Parameter estimation under uncertainty with Simulated Annealing applied to an ant colony based PDF

16 Pages·2013·0.37 MB·English

Checking for file health...

Download

Upgrade Premium

Most books are stored in the elastic cloud where traffic is expensive. For this reason, we have a limit on daily download.

Download Parameter estimation under uncertainty with Simulated Annealing applied to an ant colony based PDF Free - Full Version

by Unknow| 2013| 16 pages| 0.37| English

Download Parameter estimation under uncertainty with Simulated Annealing applied to an ant colony based by in PDF format completely FREE. No registration required, no payment needed. Get instant access to this valuable resource on PDFdrive.to!

Free Download PDF

About Parameter estimation under uncertainty with Simulated Annealing applied to an ant colony based

Detailed Information

Author:	Unknown
Publication Year:	2013
Pages:	16
Language:	English
File Size:	0.37
Format:	PDF
Price:	FREE

Download Free PDF

Safe & Secure Download - No registration required

Why Choose PDFdrive for Your Free Parameter estimation under uncertainty with Simulated Annealing applied to an ant colony based Download?

100% Free: No hidden fees or subscriptions required for one book every day.
No Registration: Immediate access is available without creating accounts for one book every day.
Safe and Secure: Clean downloads without malware or viruses
Multiple Formats: PDF, MOBI, Mpub,... optimized for all devices
Educational Resource: Supporting knowledge sharing and learning

Frequently Asked Questions

Is it really free to download Parameter estimation under uncertainty with Simulated Annealing applied to an ant colony based PDF?

Yes, on https://PDFdrive.to you can download Parameter estimation under uncertainty with Simulated Annealing applied to an ant colony based by completely free. We don't require any payment, subscription, or registration to access this PDF file. For 3 books every day.

How can I read Parameter estimation under uncertainty with Simulated Annealing applied to an ant colony based on my mobile device?

After downloading Parameter estimation under uncertainty with Simulated Annealing applied to an ant colony based PDF, you can open it with any PDF reader app on your phone or tablet.
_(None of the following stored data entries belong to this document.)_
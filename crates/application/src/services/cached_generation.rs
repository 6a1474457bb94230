//! Cached generation - the cache wrapped around the generator
//!
//! Request handlers go through this service instead of calling the
//! generator directly: it composes the key, collapses concurrent identical
//! requests, serves validated hits, and stores fresh responses best-effort.
//! Generator failures propagate (the handler owns the fallback); cache
//! failures never do.

use std::{fmt, sync::Arc};

use serde_json::Value;
use tracing::{debug, info, instrument};

use super::{
    cache_key::CacheRequest, response_cache::ResponseCacheService, single_flight::SingleFlight,
    warming::WarmingTracker,
};
use crate::{
    error::ApplicationError,
    ports::{GenerationOptions, GenerationPort},
};

/// Outcome of a cached generation call
#[derive(Debug, Clone, PartialEq)]
pub struct GenerationOutcome {
    /// The response payload, cached or fresh
    pub data: Value,
    /// Whether the payload came from the cache
    pub cached: bool,
    /// The cache key the request resolved to
    pub key: String,
}

/// Generation service with the context-aware cache in front
pub struct CachedGenerationService {
    cache: Arc<ResponseCacheService>,
    generator: Arc<dyn GenerationPort>,
    single_flight: SingleFlight,
    warming: WarmingTracker,
    enabled: bool,
}

impl fmt::Debug for CachedGenerationService {
    fn fmt(&self, f: &mut fmt::Formatter<'_>) -> fmt::Result {
        f.debug_struct("CachedGenerationService")
            .field("enabled", &self.enabled)
            .field("tracked_keys", &self.warming.len())
            .finish_non_exhaustive()
    }
}

impl CachedGenerationService {
    /// Create a caching wrapper around a generator
    #[must_use]
    pub fn new(cache: Arc<ResponseCacheService>, generator: Arc<dyn GenerationPort>) -> Self {
        Self {
            cache,
            generator,
            single_flight: SingleFlight::new(),
            warming: WarmingTracker::new(),
            enabled: true,
        }
    }

    /// Disable the cache, passing every request straight to the generator
    #[must_use]
    pub const fn with_caching_disabled(mut self) -> Self {
        self.enabled = false;
        self
    }

    /// Keys popular enough to be worth pre-generating
    #[must_use]
    pub fn warm_candidates(&self, min_hits: u64) -> Vec<String> {
        self.warming.candidates(min_hits)
    }

    /// Generate a response, serving from the cache when possible
    #[instrument(skip_all, fields(user = %request.user_id, prompt_type = %request.prompt_type, cached = tracing::field::Empty))]
    pub async fn generate(
        &self,
        request: &CacheRequest<'_>,
        prompt: &str,
        options: &GenerationOptions,
    ) -> Result<GenerationOutcome, ApplicationError> {
        if !self.enabled {
            let data = self.generator.generate(prompt, options).await?;
            return Ok(GenerationOutcome {
                data,
                cached: false,
                key: String::new(),
            });
        }

        let composed = self.cache.compose_key(request);
        self.warming.observe(&composed.key);

        let outcome = self
            .single_flight
            .run(&composed.key, || async {
                let lookup = self
                    .cache
                    .lookup(&composed.key, request.user_id, request.user_context)
                    .await;
                if let Some(data) = lookup.data.filter(|_| lookup.cached) {
                    info!("Serving cached AI response");
                    return Ok(GenerationOutcome {
                        data,
                        cached: true,
                        key: composed.key.clone(),
                    });
                }

                let data = self.generator.generate(prompt, options).await?;

                // Best-effort: a failed write just means the next request
                // generates again.
                let stored = self.cache.store_response(&composed, request, data.clone()).await;
                debug!(stored, "Fresh AI response generated");

                Ok(GenerationOutcome {
                    data,
                    cached: false,
                    key: composed.key.clone(),
                })
            })
            .await;

        if let Ok(outcome) = &outcome {
            tracing::Span::current().record("cached", outcome.cached);
        }
        outcome
    }
}

#[cfg(test)]
mod tests {
    use std::sync::atomic::{AtomicU32, Ordering};

    use async_trait::async_trait;
    use domain::{CacheStrategy, ClothingItem, PromptType, RequestContext, UserId};
    use parking_lot::Mutex;
    use serde_json::json;

    use super::*;
    use crate::ports::{CacheStorePort, MockGenerationPort};
    use domain::CacheEntry;

    /// In-memory store backing the end-to-end decorator tests
    #[derive(Debug, Default)]
    struct InMemoryStore {
        rows: Mutex<Vec<CacheEntry>>,
    }

    #[async_trait]
    impl CacheStorePort for InMemoryStore {
        async fn fetch(
            &self,
            user_id: &UserId,
            request_hash: &str,
        ) -> Result<Option<CacheEntry>, ApplicationError> {
            Ok(self
                .rows
                .lock()
                .iter()
                .find(|row| &row.user_id == user_id && row.request_hash == request_hash)
                .cloned())
        }

        async fn insert(&self, entry: &CacheEntry) -> Result<(), ApplicationError> {
            let mut rows = self.rows.lock();
            if rows
                .iter()
                .any(|row| row.user_id == entry.user_id && row.request_hash == entry.request_hash)
            {
                return Err(ApplicationError::DuplicateEntry {
                    user_id: entry.user_id.to_string(),
                    request_hash: entry.request_hash.clone(),
                });
            }
            rows.push(entry.clone());
            Ok(())
        }

        async fn record_access(
            &self,
            user_id: &UserId,
            request_hash: &str,
            accessed_at: chrono::DateTime<chrono::Utc>,
        ) -> Result<(), ApplicationError> {
            let mut rows = self.rows.lock();
            if let Some(row) = rows
                .iter_mut()
                .find(|row| &row.user_id == user_id && row.request_hash == request_hash)
            {
                row.record_access(accessed_at);
            }
            Ok(())
        }

        async fn delete(
            &self,
            user_id: &UserId,
            request_hash: &str,
        ) -> Result<(), ApplicationError> {
            self.rows
                .lock()
                .retain(|row| !(&row.user_id == user_id && row.request_hash == request_hash));
            Ok(())
        }

        async fn delete_older_than(
            &self,
            cutoff: chrono::DateTime<chrono::Utc>,
            only_unused: bool,
        ) -> Result<u64, ApplicationError> {
            let mut rows = self.rows.lock();
            let before = rows.len();
            rows.retain(|row| {
                row.created_at >= cutoff || (only_unused && row.access_count > 0)
            });
            Ok((before - rows.len()) as u64)
        }
    }

    fn service_with_generator(
        generator: MockGenerationPort,
    ) -> (CachedGenerationService, Arc<InMemoryStore>) {
        let store = Arc::new(InMemoryStore::default());
        let cache = Arc::new(ResponseCacheService::new(store.clone()));
        (
            CachedGenerationService::new(cache, Arc::new(generator)),
            store,
        )
    }

    fn outfit_request<'a>(
        user_id: &'a UserId,
        items: &'a [ClothingItem],
        context: &'a RequestContext,
    ) -> CacheRequest<'a> {
        CacheRequest {
            user_id,
            items,
            context,
            prompt_type: PromptType::OutfitGeneration,
            user_context: None,
            strategy: CacheStrategy::Balanced,
        }
    }

    #[tokio::test]
    async fn second_identical_request_is_served_from_cache() {
        let mut generator = MockGenerationPort::new();
        generator
            .expect_generate()
            .times(1)
            .returning(|_, _| Ok(json!({"name": "Look A"})));

        let (service, _store) = service_with_generator(generator);
        let user_id = UserId::new("u1").unwrap();
        let items = vec![ClothingItem::new("a", "Tops")];
        let context = RequestContext::default();
        let request = outfit_request(&user_id, &items, &context);
        let options = GenerationOptions::default();

        let first = service.generate(&request, "prompt", &options).await.unwrap();
        assert!(!first.cached);

        let second = service.generate(&request, "prompt", &options).await.unwrap();
        assert!(second.cached);
        assert_eq!(second.data, json!({"name": "Look A"}));
        assert_eq!(first.key, second.key);
    }

    #[tokio::test]
    async fn generator_failure_propagates_and_nothing_is_stored() {
        let mut generator = MockGenerationPort::new();
        generator
            .expect_generate()
            .returning(|_, _| Err(ApplicationError::Generation("model overloaded".to_string())));

        let (service, store) = service_with_generator(generator);
        let user_id = UserId::new("u1").unwrap();
        let items = vec![ClothingItem::new("a", "Tops")];
        let context = RequestContext::default();
        let request = outfit_request(&user_id, &items, &context);

        let result = service
            .generate(&request, "prompt", &GenerationOptions::default())
            .await;
        assert!(matches!(result, Err(ApplicationError::Generation(_))));
        assert!(store.rows.lock().is_empty());
    }

    #[tokio::test]
    async fn concurrent_identical_requests_generate_once() {
        let calls = Arc::new(AtomicU32::new(0));
        let mut generator = MockGenerationPort::new();
        let counter = Arc::clone(&calls);
        generator.expect_generate().returning(move |_, _| {
            counter.fetch_add(1, Ordering::SeqCst);
            Ok(json!({"name": "Look A"}))
        });

        let (service, _store) = service_with_generator(generator);
        let service = Arc::new(service);
        let user_id = UserId::new("u1").unwrap();
        let items = vec![ClothingItem::new("a", "Tops")];
        let context = RequestContext::default();

        let mut handles = Vec::new();
        for _ in 0..4 {
            let service = Arc::clone(&service);
            let user_id = user_id.clone();
            let items = items.clone();
            let context = context.clone();
            handles.push(tokio::spawn(async move {
                let request = outfit_request(&user_id, &items, &context);
                service
                    .generate(&request, "prompt", &GenerationOptions::default())
                    .await
                    .unwrap()
            }));
        }

        let mut cached_count = 0;
        for handle in handles {
            if handle.await.unwrap().cached {
                cached_count += 1;
            }
        }

        assert_eq!(calls.load(Ordering::SeqCst), 1);
        assert_eq!(cached_count, 3);
    }

    #[tokio::test]
    async fn disabled_cache_always_generates() {
        let mut generator = MockGenerationPort::new();
        generator
            .expect_generate()
            .times(2)
            .returning(|_, _| Ok(json!({"name": "Look A"})));

        let (service, store) = service_with_generator(generator);
        let service = service.with_caching_disabled();
        let user_id = UserId::new("u1").unwrap();
        let items = vec![ClothingItem::new("a", "Tops")];
        let context = RequestContext::default();
        let request = outfit_request(&user_id, &items, &context);
        let options = GenerationOptions::default();

        service.generate(&request, "prompt", &options).await.unwrap();
        service.generate(&request, "prompt", &options).await.unwrap();
        assert!(store.rows.lock().is_empty());
    }

    #[tokio::test]
    async fn popular_keys_become_warm_candidates() {
        let mut generator = MockGenerationPort::new();
        generator
            .expect_generate()
            .returning(|_, _| Ok(json!({"name": "Look A"})));

        let (service, _store) = service_with_generator(generator);
        let user_id = UserId::new("u1").unwrap();
        let items = vec![ClothingItem::new("a", "Tops")];
        let context = RequestContext::default();
        let request = outfit_request(&user_id, &items, &context);
        let options = GenerationOptions::default();

        for _ in 0..3 {
            service.generate(&request, "prompt", &options).await.unwrap();
        }

        assert_eq!(service.warm_candidates(3).len(), 1);
        assert!(service.warm_candidates(4).is_empty());
    }
}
We recommend using Adobe Acrobat Reader, Apple Books, or Google Play Books for the best reading experience.

Is this the full version of Parameter estimation under uncertainty with Simulated Annealing applied to an ant colony based?

Yes, this is the complete PDF version of Parameter estimation under uncertainty with Simulated Annealing applied to an ant colony based by Unknow. You will be able to read the entire content as in the printed version without missing any pages.
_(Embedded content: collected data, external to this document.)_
//! Warming tracker - frequency counts for proactive pre-generation
//!
//! Counts how often each fingerprint is seen so a warming job can
//! pre-generate the popular ones. Process-local and bounded; losing the
//! counts on restart is acceptable.

use std::collections::HashMap;

use parking_lot::Mutex;
use tracing::debug;

const DEFAULT_CAPACITY: usize = 10_000;

/// Bounded per-key sighting counter
#[derive(Debug)]
pub struct WarmingTracker {
    counts: Mutex<HashMap<String, u64>>,
    capacity: usize,
}

impl WarmingTracker {
    /// Create a tracker with the default capacity
    #[must_use]
    pub fn new() -> Self {
        Self::with_capacity(DEFAULT_CAPACITY)
    }

    /// Create a tracker bounded to `capacity` distinct keys
    #[must_use]
    pub fn with_capacity(capacity: usize) -> Self {
        Self {
            counts: Mutex::new(HashMap::new()),
            capacity,
        }
    }

    /// Record a sighting of `key`, returning its new count
    ///
    /// Keys beyond the capacity bound are dropped (returned count 0) rather
    /// than growing the map without limit.
    pub fn observe(&self, key: &str) -> u64 {
        let mut counts = self.counts.lock();
        if let Some(count) = counts.get_mut(key) {
            *count += 1;
            return *count;
        }
        if counts.len() >= self.capacity {
            debug!(key = %key, "Warming tracker full, dropping key");
            return 0;
        }
        counts.insert(key.to_string(), 1);
        1
    }

    /// Keys seen at least `min_hits` times, candidates for pre-generation
    #[must_use]
    pub fn candidates(&self, min_hits: u64) -> Vec<String> {
        self.counts
            .lock()
            .iter()
            .filter(|(_, count)| **count >= min_hits)
            .map(|(key, _)| key.clone())
            .collect()
    }

    /// Forget all counts
    pub fn reset(&self) {
        self.counts.lock().clear();
    }

    /// Number of distinct keys tracked
    #[must_use]
    pub fn len(&self) -> usize {
        self.counts.lock().len()
    }

    /// True when nothing has been observed
    #[must_use]
    pub fn is_empty(&self) -> bool {
        self.counts.lock().is_empty()
    }
}

impl Default for WarmingTracker {
    fn default() -> Self {
        Self::new()
    }
}
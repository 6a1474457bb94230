//! Port definitions for the application layer
//!
//! Ports are interfaces the cache consumes. Adapters in the infrastructure
//! layer implement them against the real store; tests implement them with
//! mocks.

mod cache_store;
mod generation_port;

#[cfg(test)]
pub use cache_store::MockCacheStorePort;
pub use cache_store::CacheStorePort;
#[cfg(test)]
pub use generation_port::MockGenerationPort;
pub use generation_port::{GenerationOptions, GenerationPort};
Is it legal to download Parameter estimation under uncertainty with Simulated Annealing applied to an ant colony based PDF for free?

https://PDFdrive.to provides links to free educational resources available online. We do not store any files on our servers. Please be aware of copyright laws in your country before downloading.

The materials shared are intended for research, educational, and personal use in accordance with fair use principles.